Sure, you can protect your Dane if you never take him out ever or only live up in the mountains – or build a Force Field around him to prevent anyone coming near…but realistically, you will have to rely on socialisation. So can you spare the time, especially in the early months, to take your Dane to a host of places and expose them to a variety of people, animals, objects and experiences in a positive way? And ideally continue doing this for the rest of his life, to cope with the constant new social challenges he will have to face? You just never know what the next stupid person might do or when it might reach your Dane’s breaking point – so you have to continually “put credit in the socialisation bank”. If you can’t invest this kind of time, then DON’T get a Dane.

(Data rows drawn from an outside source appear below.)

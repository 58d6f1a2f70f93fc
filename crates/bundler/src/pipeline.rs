//! The pipeline runner.

use std::path::{Path, PathBuf};

use prism_registry::ExportGraph;

use crate::emit::{emit_category, emit_full, emit_module, emit_styles};
use crate::error::BundleError;
use crate::manifest::{graph_fingerprint, write_manifest};

/// One pipeline invocation: aggregated pass, per-module pass and style pass,
/// all generated from the same export graph.
pub struct Pipeline<'a> {
    graph: &'a ExportGraph,
    package_root: &'a Path,
    out_dir: &'a Path,
}

/// What a successful run produced.
#[derive(Debug)]
pub struct BuildReport {
    /// Emitted files, relative to the output directory.
    pub files: Vec<PathBuf>,
    /// Export-graph fingerprint recorded in the manifest.
    pub fingerprint: String,
}

impl<'a> Pipeline<'a> {
    pub fn new(graph: &'a ExportGraph, package_root: &'a Path, out_dir: &'a Path) -> Self {
        Pipeline {
            graph,
            package_root,
            out_dir,
        }
    }

    /// Run every pass.
    ///
    /// All output is staged in a temporary sibling of the output directory
    /// and swapped in only after the last pass succeeded, so a failure in
    /// any single module leaves an existing `dist/` untouched and never
    /// yields a partial artifact set.
    pub fn run(&self) -> Result<BuildReport, BundleError> {
        let parent = match self.out_dir.parent() {
            Some(p) if !p.as_os_str().is_empty() => p,
            _ => Path::new("."),
        };
        std::fs::create_dir_all(parent).map_err(|e| BundleError::io(parent, e))?;

        let staging = tempfile::Builder::new()
            .prefix(".prism-dist-")
            .tempdir_in(parent)
            .map_err(|e| BundleError::io(parent, e))?;

        let mut files = Vec::new();

        tracing::info!(package = %self.graph.package, "aggregated pass");
        emit_full(self.graph, self.package_root, staging.path(), &mut files)?;

        for module in self.graph.modules() {
            tracing::debug!(module = %module.name, "per-module pass");
            emit_module(self.graph, self.package_root, staging.path(), module, &mut files)?;
        }
        for category in self.graph.categories() {
            tracing::debug!(category = %category.name, "category pass");
            emit_category(self.graph, self.package_root, staging.path(), category, &mut files)?;
        }

        tracing::info!("style pass");
        emit_styles(self.graph, self.package_root, staging.path(), &mut files)?;

        files.sort();
        write_manifest(self.graph, staging.path(), &files)?;

        // Swap the finished tree in.
        if self.out_dir.exists() {
            std::fs::remove_dir_all(self.out_dir).map_err(|e| BundleError::io(self.out_dir, e))?;
        }
        let staged = staging.into_path();
        std::fs::rename(&staged, self.out_dir).map_err(|e| BundleError::io(self.out_dir, e))?;

        tracing::info!(
            files = files.len(),
            out = %self.out_dir.display(),
            "pipeline complete"
        );
        Ok(BuildReport {
            files,
            fingerprint: graph_fingerprint(self.graph),
        })
    }
}
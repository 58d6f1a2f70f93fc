use dioxus::prelude::*;
use dioxus_primitives::toggle_group as prim;

/// A set of mutually-aware toggle buttons.
#[component]
pub fn ToggleGroup(mut props: prim::ToggleGroupProps) -> Element {
    props
        .attributes
        .push(Attribute::new("class", "prism-toggle-group", None, false));

    rsx! {
        document::Link { rel: "stylesheet", href: asset!("./style.css") }
        prim::ToggleGroup { ..props }
    }
}

#[component]
pub fn ToggleGroupItem(mut props: prim::ToggleItemProps) -> Element {
    props.attributes.push(Attribute::new(
        "class",
        "prism-toggle-group-item",
        None,
        false,
    ));

    rsx! {
        prim::ToggleItem { ..props }
    }
}
use dioxus::prelude::*;

use crate::utils::cx;

/// Visual variant for badges.
#[derive(Debug, Clone, Copy, PartialEq, Default)]
pub enum BadgeVariant {
    #[default]
    Default,
    Secondary,
    Destructive,
    Outline,
}

impl BadgeVariant {
    fn class(&self) -> &'static str {
        match self {
            BadgeVariant::Default => "",
            BadgeVariant::Secondary => "prism-badge-secondary",
            BadgeVariant::Destructive => "prism-badge-destructive",
            BadgeVariant::Outline => "prism-badge-outline",
        }
    }
}

/// An inline label for statuses and counts.
#[component]
pub fn Badge(
    #[props(default)] variant: BadgeVariant,
    #[props(extends = GlobalAttributes)] attributes: Vec<Attribute>,
    children: Element,
) -> Element {
    let class = cx(["prism-badge", variant.class()]);
    let base = vec![Attribute::new("class", class, None, false)];
    let merged = dioxus_primitives::merge_attributes(vec![base, attributes]);

    rsx! {
        document::Link { rel: "stylesheet", href: asset!("./style.css") }
        span {
            ..merged,
            {children}
        }
    }
}
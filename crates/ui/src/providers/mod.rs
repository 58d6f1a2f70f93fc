//! Application-level providers.

#[cfg(feature = "tooltip-provider")]
pub mod tooltip;

#[cfg(feature = "tooltip-provider")]
pub use tooltip::*;
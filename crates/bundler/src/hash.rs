//! Content hashing for the dist manifest.

use std::path::Path;

use sha2::{Digest, Sha256};

use crate::error::BundleError;

/// SHA256 of a byte slice, hex-encoded.
pub fn sha256_bytes(data: &[u8]) -> String {
    let mut hasher = Sha256::new();
    hasher.update(data);
    hex::encode(hasher.finalize())
}

/// SHA256 of a file's contents.
pub fn sha256_file(path: &Path) -> Result<String, BundleError> {
    let data = std::fs::read(path).map_err(|source| BundleError::io(path, source))?;
    Ok(sha256_bytes(&data))
}

/// Builds a stable fingerprint over a sequence of string components.
#[derive(Default)]
pub struct Fingerprint {
    hasher: Sha256,
}

impl Fingerprint {
    pub fn new() -> Self {
        Fingerprint::default()
    }

    pub fn update(&mut self, s: &str) -> &mut Self {
        self.hasher.update(s.as_bytes());
        // Separator so ("ab","c") and ("a","bc") differ
        self.hasher.update(b"\0");
        self
    }

    pub fn finish(self) -> String {
        hex::encode(self.hasher.finalize())
    }
}

#[cfg(test)]
mod tests {
    use super::*;

    #[test]
    fn fingerprint_is_stable_and_separator_sensitive() {
        let mut a = Fingerprint::new();
        a.update("button").update("utils");
        let mut b = Fingerprint::new();
        b.update("button").update("utils");
        assert_eq!(a.finish(), b.finish());

        let mut c = Fingerprint::new();
        c.update("buttonutils");
        let mut d = Fingerprint::new();
        d.update("button").update("utils");
        assert_ne!(c.finish(), d.finish());
    }

    #[test]
    fn sha256_bytes_matches_known_vector() {
        assert_eq!(
            sha256_bytes(b"hello"),
            "2cf24dba5fb0a30e26e83b2ac5b9e29e1b161e5c1fa7425e73043362938b9824"
        );
    }
}
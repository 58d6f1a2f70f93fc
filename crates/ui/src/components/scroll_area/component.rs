use dioxus::prelude::*;
use dioxus_primitives::scroll_area as prim;

pub use prim::ScrollDirection;
pub use prim::ScrollType;

/// A scroll container with styled overflow behavior.
#[component]
pub fn ScrollArea(mut props: prim::ScrollAreaProps) -> Element {
    props
        .attributes
        .push(Attribute::new("class", "prism-scroll-area", None, false));

    rsx! {
        document::Link { rel: "stylesheet", href: asset!("./style.css") }
        prim::ScrollArea { ..props }
    }
}
use dioxus::prelude::*;
use dioxus_primitives::progress as prim;

/// A horizontal progress bar.
#[component]
pub fn Progress(mut props: prim::ProgressProps) -> Element {
    props
        .attributes
        .push(Attribute::new("class", "prism-progress", None, false));

    rsx! {
        document::Link { rel: "stylesheet", href: asset!("./style.css") }
        prim::Progress { ..props }
    }
}

#[component]
pub fn ProgressIndicator(mut props: prim::ProgressIndicatorProps) -> Element {
    props.attributes.push(Attribute::new(
        "class",
        "prism-progress-indicator",
        None,
        false,
    ));

    rsx! {
        prim::ProgressIndicator { ..props }
    }
}
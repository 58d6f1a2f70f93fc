use std::collections::BTreeMap;
use std::fmt;
use std::rc::Rc;

use dioxus::prelude::*;

/// Key under which the active theme is persisted in the preference store.
pub const THEME_STORAGE_KEY: &str = "theme";

/// Theme modes the kit understands.
///
/// `System` defers to the host's color-scheme preference and is the default
/// when nothing has been persisted yet.
#[derive(Debug, Clone, Copy, PartialEq, Eq, Default)]
pub enum ThemeMode {
    Light,
    Dark,
    #[default]
    System,
}

impl ThemeMode {
    /// Storage and `data-theme` attribute value.
    pub fn as_str(&self) -> &'static str {
        match self {
            ThemeMode::Light => "light",
            ThemeMode::Dark => "dark",
            ThemeMode::System => "system",
        }
    }

    /// Parse a persisted value. Anything unrecognized reads as a miss.
    pub fn parse(s: &str) -> Option<Self> {
        match s {
            "light" => Some(ThemeMode::Light),
            "dark" => Some(ThemeMode::Dark),
            "system" => Some(ThemeMode::System),
            _ => None,
        }
    }
}

/// A durable key-value store for user preferences.
///
/// The browser implementation is origin-scoped `localStorage`; tests inject
/// an in-memory store at composition time.
pub trait PreferenceStore {
    fn load(&self, key: &str) -> Option<String>;
    fn save(&self, key: &str, value: &str);
}

/// `localStorage`-backed store on wasm targets; inert elsewhere.
#[derive(Debug, Clone, Copy, Default)]
pub struct BrowserPrefs;

#[cfg(target_arch = "wasm32")]
fn local_storage() -> Option<web_sys::Storage> {
    web_sys::window()?.local_storage().ok().flatten()
}

impl PreferenceStore for BrowserPrefs {
    #[cfg(target_arch = "wasm32")]
    fn load(&self, key: &str) -> Option<String> {
        local_storage()?.get_item(key).ok().flatten()
    }

    #[cfg(not(target_arch = "wasm32"))]
    fn load(&self, _key: &str) -> Option<String> {
        None
    }

    #[cfg(target_arch = "wasm32")]
    fn save(&self, key: &str, value: &str) {
        if let Some(storage) = local_storage() {
            let _ = storage.set_item(key, value);
        }
    }

    #[cfg(not(target_arch = "wasm32"))]
    fn save(&self, _key: &str, _value: &str) {}
}

/// In-memory store. Clones share the same underlying map, so a clone acts as
/// a fresh handle onto the same durable medium.
#[derive(Clone, Default)]
pub struct MemoryPrefs {
    values: Rc<std::cell::RefCell<BTreeMap<String, String>>>,
}

impl PreferenceStore for MemoryPrefs {
    fn load(&self, key: &str) -> Option<String> {
        self.values.borrow().get(key).cloned()
    }

    fn save(&self, key: &str, value: &str) {
        self.values
            .borrow_mut()
            .insert(key.to_string(), value.to_string());
    }
}

/// Shared handle to a [`PreferenceStore`], cheap to clone into props.
#[derive(Clone)]
pub struct SharedPrefs(Rc<dyn PreferenceStore>);

impl SharedPrefs {
    pub fn new(store: impl PreferenceStore + 'static) -> Self {
        SharedPrefs(Rc::new(store))
    }

    /// The browser-origin store used when no store is injected.
    pub fn browser() -> Self {
        SharedPrefs::new(BrowserPrefs)
    }

    pub fn load(&self, key: &str) -> Option<String> {
        self.0.load(key)
    }

    pub fn save(&self, key: &str, value: &str) {
        self.0.save(key, value)
    }
}

impl Default for SharedPrefs {
    fn default() -> Self {
        SharedPrefs::browser()
    }
}

impl PartialEq for SharedPrefs {
    fn eq(&self, other: &Self) -> bool {
        Rc::ptr_eq(&self.0, &other.0)
    }
}

impl fmt::Debug for SharedPrefs {
    fn fmt(&self, f: &mut fmt::Formatter<'_>) -> fmt::Result {
        f.write_str("SharedPrefs")
    }
}

/// Shared theme state provided as context by [`ThemeProvider`].
///
/// One instance exists per application root; every consumer holds a handle to
/// the same signal, so a change made through any handle is observed by all.
#[derive(Clone)]
pub struct ThemeState {
    mode: Signal<ThemeMode>,
    store: SharedPrefs,
}

impl ThemeState {
    /// Current theme mode.
    pub fn mode(&self) -> ThemeMode {
        *self.mode.read()
    }

    /// Switch the theme. The only writer: updates the shared signal,
    /// persists the preference, and applies the document attribute.
    pub fn set(&mut self, mode: ThemeMode) {
        self.mode.set(mode);
        self.store.save(THEME_STORAGE_KEY, mode.as_str());
        apply_document_theme(mode);
    }
}

/// Resolve the mode a provider starts with: the persisted preference, or
/// `System` when nothing (or garbage) is stored.
fn initial_mode(store: &SharedPrefs) -> ThemeMode {
    store
        .load(THEME_STORAGE_KEY)
        .as_deref()
        .and_then(ThemeMode::parse)
        .unwrap_or_default()
}

/// Apply the mode to the document root as a `data-theme` attribute.
fn apply_document_theme(mode: ThemeMode) {
    document::eval(&format!(
        r#"document.documentElement.setAttribute('data-theme', '{}');"#,
        mode.as_str()
    ));
}

#[derive(Props, Clone, PartialEq)]
pub struct ThemeProviderProps {
    /// Preference store read on initialization and written on every change.
    #[props(default)]
    pub store: SharedPrefs,
    pub children: Element,
}

/// Establishes the theme state for the tree below it.
///
/// Mount exactly one per application root. Components anywhere beneath it
/// share a single [`ThemeState`] through [`use_theme`], no matter which
/// entry point they were imported from.
#[component]
pub fn ThemeProvider(props: ThemeProviderProps) -> Element {
    let store = props.store.clone();
    let mode = use_signal(move || initial_mode(&store));

    use_context_provider(|| ThemeState {
        mode,
        store: props.store.clone(),
    });

    use_effect(move || {
        apply_document_theme(*mode.read());
    });

    rsx! {
        {props.children}
    }
}

/// Access the shared theme state.
///
/// Calling this outside a [`ThemeProvider`] is a programming error and
/// panics immediately rather than handing back a disconnected default.
pub fn use_theme() -> ThemeState {
    try_consume_context::<ThemeState>().expect("use_theme must be called within a ThemeProvider")
}

#[cfg(test)]
mod tests {
    use super::*;

    #[test]
    fn theme_mode_default_is_system() {
        assert_eq!(ThemeMode::default(), ThemeMode::System);
    }

    #[test]
    fn theme_mode_as_str_roundtrip() {
        for mode in [ThemeMode::Light, ThemeMode::Dark, ThemeMode::System] {
            assert_eq!(ThemeMode::parse(mode.as_str()), Some(mode));
        }
    }

    #[test]
    fn unknown_persisted_value_reads_as_miss() {
        assert_eq!(ThemeMode::parse("solarized"), None);
        assert_eq!(ThemeMode::parse(""), None);
    }

    #[test]
    fn read_miss_resolves_to_system() {
        let store = SharedPrefs::new(MemoryPrefs::default());
        assert_eq!(initial_mode(&store), ThemeMode::System);
    }

    #[test]
    fn persisted_preference_survives_reinitialization() {
        let medium = MemoryPrefs::default();

        let store = SharedPrefs::new(medium.clone());
        store.save(THEME_STORAGE_KEY, ThemeMode::Dark.as_str());

        // A fresh handle onto the same medium, as after a reload.
        let reopened = SharedPrefs::new(medium);
        assert_eq!(initial_mode(&reopened), ThemeMode::Dark);
    }

    #[test]
    fn corrupted_preference_falls_back_to_system() {
        let medium = MemoryPrefs::default();
        medium.save(THEME_STORAGE_KEY, "neon");
        assert_eq!(initial_mode(&SharedPrefs::new(medium)), ThemeMode::System);
    }
}
// Plain-markup components
#[cfg(feature = "alert")]
pub mod alert;
#[cfg(feature = "badge")]
pub mod badge;
#[cfg(feature = "button")]
pub mod button;
#[cfg(feature = "card")]
pub mod card;
#[cfg(feature = "input")]
pub mod input;
#[cfg(feature = "sheet")]
pub mod sheet;
#[cfg(feature = "skeleton")]
pub mod skeleton;
#[cfg(feature = "table")]
pub mod table;
#[cfg(feature = "textarea")]
pub mod textarea;

// Wrappers over dioxus-primitives
#[cfg(feature = "accordion")]
pub mod accordion;
#[cfg(feature = "alert-dialog")]
pub mod alert_dialog;
#[cfg(feature = "aspect-ratio")]
pub mod aspect_ratio;
#[cfg(feature = "avatar")]
pub mod avatar;
#[cfg(feature = "checkbox")]
pub mod checkbox;
#[cfg(feature = "collapsible")]
pub mod collapsible;
#[cfg(feature = "dialog")]
pub mod dialog;
#[cfg(feature = "dropdown-menu")]
pub mod dropdown_menu;
#[cfg(feature = "hover-card")]
pub mod hover_card;
#[cfg(feature = "label")]
pub mod label;
#[cfg(feature = "popover")]
pub mod popover;
#[cfg(feature = "progress")]
pub mod progress;
#[cfg(feature = "scroll-area")]
pub mod scroll_area;
#[cfg(feature = "separator")]
pub mod separator;
#[cfg(feature = "switch")]
pub mod switch;
#[cfg(feature = "tabs")]
pub mod tabs;
#[cfg(feature = "toggle")]
pub mod toggle;
#[cfg(feature = "toggle-group")]
pub mod toggle_group;
#[cfg(feature = "tooltip")]
pub mod tooltip;

// Composites and extras
#[cfg(feature = "icons")]
pub mod icons;
#[cfg(feature = "tooltip-button")]
pub mod tooltip_button;

// Depends on button, separator and the sidebar context
#[cfg(feature = "sidebar")]
pub mod sidebar;

// Re-exports for the aggregated surface
#[cfg(feature = "accordion")]
pub use accordion::*;
#[cfg(feature = "alert")]
pub use alert::*;
#[cfg(feature = "alert-dialog")]
pub use alert_dialog::*;
#[cfg(feature = "aspect-ratio")]
pub use aspect_ratio::*;
#[cfg(feature = "avatar")]
pub use avatar::*;
#[cfg(feature = "badge")]
pub use badge::*;
#[cfg(feature = "button")]
pub use button::*;
#[cfg(feature = "card")]
pub use card::*;
#[cfg(feature = "checkbox")]
pub use checkbox::*;
#[cfg(feature = "collapsible")]
pub use collapsible::*;
#[cfg(feature = "dialog")]
pub use dialog::*;
#[cfg(feature = "dropdown-menu")]
pub use dropdown_menu::*;
#[cfg(feature = "hover-card")]
pub use hover_card::*;
#[cfg(feature = "icons")]
pub use icons::*;
#[cfg(feature = "input")]
pub use input::*;
#[cfg(feature = "label")]
pub use label::*;
#[cfg(feature = "popover")]
pub use popover::*;
#[cfg(feature = "progress")]
pub use progress::*;
#[cfg(feature = "scroll-area")]
pub use scroll_area::*;
#[cfg(feature = "separator")]
pub use separator::*;
#[cfg(feature = "sheet")]
pub use sheet::*;
#[cfg(feature = "sidebar")]
pub use sidebar::*;
#[cfg(feature = "skeleton")]
pub use skeleton::*;
#[cfg(feature = "switch")]
pub use switch::*;
#[cfg(feature = "table")]
pub use table::*;
#[cfg(feature = "tabs")]
pub use tabs::*;
#[cfg(feature = "textarea")]
pub use textarea::*;
#[cfg(feature = "toggle")]
pub use toggle::*;
#[cfg(feature = "toggle-group")]
pub use toggle_group::*;
#[cfg(feature = "tooltip")]
pub use tooltip::*;
#[cfg(feature = "tooltip-button")]
pub use tooltip_button::*;
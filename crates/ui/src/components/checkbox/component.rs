use dioxus::prelude::*;
use dioxus_primitives::checkbox as prim;

pub use prim::CheckboxState;

/// A tri-state checkbox.
#[component]
pub fn Checkbox(mut props: prim::CheckboxProps) -> Element {
    props
        .attributes
        .push(Attribute::new("class", "prism-checkbox", None, false));

    rsx! {
        document::Link { rel: "stylesheet", href: asset!("./style.css") }
        prim::Checkbox { ..props }
    }
}

/// Check mark shown while the checkbox is on. Custom children replace the
/// default mark.
#[component]
pub fn CheckboxIndicator(
    #[props(extends = GlobalAttributes)] attributes: Vec<Attribute>,
    children: Element,
) -> Element {
    let mut attrs = attributes;
    attrs.push(Attribute::new(
        "class",
        "prism-checkbox-indicator",
        None,
        false,
    ));

    let indicator_children = if children.is_ok() {
        children
    } else {
        rsx! {
            svg {
                class: "prism-checkbox-icon",
                xmlns: "http://www.w3.org/2000/svg",
                width: "12",
                height: "12",
                view_box: "0 0 24 24",
                fill: "none",
                stroke: "currentColor",
                stroke_width: "3",
                stroke_linecap: "round",
                stroke_linejoin: "round",
                path { d: "M20 6L9 17l-5-5" }
            }
        }
    };

    rsx! {
        prim::CheckboxIndicator {
            attributes: attrs,
            {indicator_children}
        }
    }
}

SLOBBER!!!!! Danes are definitely NOT for the houseproud. There’s no delicate way to put this – unless you’re very “relaxed” about home cleanliness and decor (or you want to spend most of your days manically cleaning), forget having a Dane. These dogs can drool like there is no tomorrow. Yes, some of them have ‘tighter’ mouths and only produce a dainty dribble but there is no guarantee for this and no way of predicting, especially when they are a puppy, just how ‘slobbery’ they are going to be.
As someone who lives with a “slobbery Dane”, I can tell you that it is not for the faint-hearted. Honey drools constantly. She drools when she is hot; she drools when she is excited; she drools when she is walking; she drools when she is sleeping; she drools when she eating food; she drools when she thinking about food; she drools when she rides in the car; she drools when she is playing; she drools when there is nothing better to do…it is non-stop and relentless.
And we’re not talking about a few dainty little drops, either, but great long stringy gobs of slime which smell and stick everywhere – on your clothes, your hair, your walls, your furniture, your carpets, your floors, your cars, your friends…
The walls in our house are always covered in slobber. From great big splatter patterns that look like an alien was slaughtered in the room to small blobs that have hardened into lumpy projections. Nor is the furniture safe, even though Honey is not allowed on the sofa – a good toss of her head means she can fling her drool far and wide. A lot of Dane-owners have forgotten what their lounge suites look like as everything is always perpetually covered with sheets.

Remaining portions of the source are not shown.